▶ [Required action]: Scan the data beneath this task and copy each line that includes "Debug".
____________________
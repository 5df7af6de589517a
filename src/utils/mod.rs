//! Utilities module for logging, metrics, and helper functions
//!
//! This module provides:
//! - Structured logging with tracing
//! - Segmentation metrics (Dice, IoU, F2)
//! - Per-run CSV reports
//! - General helper functions

pub mod logging;
pub mod metrics;
pub mod report;

pub use logging::init_logging;
pub use metrics::{EpochScores, SegmentationMeter};
pub use report::RunLog;

/// Format a duration in a human-readable way
pub fn format_duration(seconds: f64) -> String {
    if seconds < 60.0 {
        format!("{:.1}s", seconds)
    } else if seconds < 3600.0 {
        let minutes = (seconds / 60.0).floor();
        let secs = seconds % 60.0;
        format!("{}m {:.0}s", minutes as u32, secs)
    } else {
        let hours = (seconds / 3600.0).floor();
        let minutes = ((seconds % 3600.0) / 60.0).floor();
        format!("{}h {}m", hours as u32, minutes as u32)
    }
}
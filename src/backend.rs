//! Backend abstraction
//!
//! Training runs on any Burn autodiff backend; the aliases here pick the
//! portable ndarray backend as the default. The device is always passed
//! explicitly into the trainer rather than held as process-global state, so
//! several runs can coexist in one process.

use burn::backend::ndarray::NdArrayDevice;
use burn::backend::{Autodiff, NdArray};

/// The default inference backend
pub type DefaultBackend = NdArray<f32>;

/// The default autodiff backend for training
pub type TrainingBackend = Autodiff<DefaultBackend>;

/// Get the default device
pub fn default_device() -> NdArrayDevice {
    NdArrayDevice::Cpu
}

/// Get a human-readable name for the default backend
pub fn backend_name() -> &'static str {
    "ndarray (CPU)"
}
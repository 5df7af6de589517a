//! Cutmix augmentation
//!
//! Swaps a rectangular region between each sample and a randomly paired
//! partner in the same batch, applying the identical swap to image and mask
//! so the supervision stays aligned with the pixels.

use burn::prelude::*;
use rand::seq::SliceRandom;
use rand::Rng;
use rand_distr::{Beta, Distribution};

use crate::dataset::SegBatch;
use crate::error::{Result, SteelSegError};

/// Beta concentration used for sampling the mixing ratio
pub const CUTMIX_ALPHA: f64 = 0.5;

/// Rectangle to swap, in pixel coordinates (half-open ranges)
#[derive(Debug, Clone, Copy, PartialEq, Eq)]
pub struct MixRegion {
    pub y0: usize,
    pub y1: usize,
    pub x0: usize,
    pub x1: usize,
}

impl MixRegion {
    pub fn is_empty(&self) -> bool {
        self.y0 >= self.y1 || self.x0 >= self.x1
    }
}

/// Compute the swap rectangle for mixing ratio `lam`, centered at
/// `(cy, cx)` and clamped to the batch geometry. The rectangle covers
/// roughly a `1 - lam` fraction of the area.
pub fn mix_region(height: usize, width: usize, cy: usize, cx: usize, lam: f64) -> MixRegion {
    let cut_ratio = (1.0 - lam).max(0.0).sqrt();
    let cut_h = (height as f64 * cut_ratio).round() as usize;
    let cut_w = (width as f64 * cut_ratio).round() as usize;

    let y0 = cy.saturating_sub(cut_h / 2).min(height);
    let y1 = (cy + cut_h.div_ceil(2)).min(height);
    let x0 = cx.saturating_sub(cut_w / 2).min(width);
    let x1 = (cx + cut_w.div_ceil(2)).min(width);

    MixRegion { y0, y1, x0, x1 }
}

/// Swap `region` between each sample and its partner given by `indices`.
/// `indices[i]` names the sample whose region lands in sample `i`.
pub fn region_swap<B: Backend>(
    batch: &SegBatch<B>,
    indices: &[usize],
    region: MixRegion,
) -> SegBatch<B> {
    if region.is_empty() {
        return batch.clone();
    }

    let [n, c, h, w] = batch.images.dims();
    let [_, k, _, _] = batch.masks.dims();
    let device = batch.images.device();

    let index_data: Vec<i64> = indices.iter().map(|&i| i as i64).collect();
    let index = Tensor::<B, 1, Int>::from_ints(TensorData::new(index_data, [n]), &device);

    let ranges = |channels: usize| {
        [
            0..n,
            0..channels,
            region.y0..region.y1,
            region.x0..region.x1,
        ]
    };

    let image_patch = batch.images.clone().select(0, index.clone()).slice(ranges(c));
    let mask_patch = batch.masks.clone().select(0, index).slice(ranges(k));

    SegBatch {
        images: batch.images.clone().slice_assign(ranges(c), image_patch),
        masks: batch.masks.clone().slice_assign(ranges(k), mask_patch),
    }
}

/// Apply cutmix to a batch: draw a mixing ratio from Beta(alpha, alpha),
/// pick a random center and partner permutation, and swap the region.
pub fn cutmix<B: Backend, R: Rng>(
    batch: &SegBatch<B>,
    alpha: f64,
    rng: &mut R,
) -> Result<SegBatch<B>> {
    let [n, _, h, w] = batch.images.dims();
    if n < 2 {
        return Ok(batch.clone());
    }

    let beta = Beta::new(alpha, alpha)
        .map_err(|e| SteelSegError::Config(format!("invalid cutmix alpha {alpha}: {e}")))?;
    let lam: f64 = beta.sample(rng);

    let cy = rng.gen_range(0..h);
    let cx = rng.gen_range(0..w);
    let region = mix_region(h, w, cy, cx, lam);

    let mut indices: Vec<usize> = (0..n).collect();
    indices.shuffle(rng);

    Ok(region_swap(batch, &indices, region))
}
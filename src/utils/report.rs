//! Per-run CSV reports
//!
//! Each run writes `<log_dir>/<run_name>.csv` with one row per completed
//! epoch. The file is rewritten in full after every epoch so a crash never
//! leaves a partially appended row, and re-running a name starts its log
//! fresh.

use std::fs;
use std::path::{Path, PathBuf};

use crate::error::Result;
use crate::training::trainer::RunState;

/// CSV log writer for one training run
#[derive(Debug, Clone)]
pub struct RunLog {
    path: PathBuf,
}

impl RunLog {
    /// Create the log directory and target `<run_name>.csv` path.
    pub fn new(dir: &Path, run_name: &str) -> Result<Self> {
        fs::create_dir_all(dir)?;
        Ok(Self {
            path: dir.join(format!("{run_name}.csv")),
        })
    }

    /// Rewrite the full log from the run history.
    pub fn write(&self, state: &RunState) -> Result<()> {
        let mut out = String::from("train_loss,train_dice,val_loss,val_dice\n");
        for i in 0..state.epochs_completed {
            out.push_str(&format!(
                "{},{},{},{}\n",
                state.train.loss[i], state.train.dice[i], state.val.loss[i], state.val.dice[i],
            ));
        }
        fs::write(&self.path, out)?;
        Ok(())
    }

    pub fn path(&self) -> &Path {
        &self.path
    }
}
____________________
▶ [Response box]:
#[derive(Debug, Clone, Copy, PartialEq, Eq)]
#[derive(Debug, Clone)]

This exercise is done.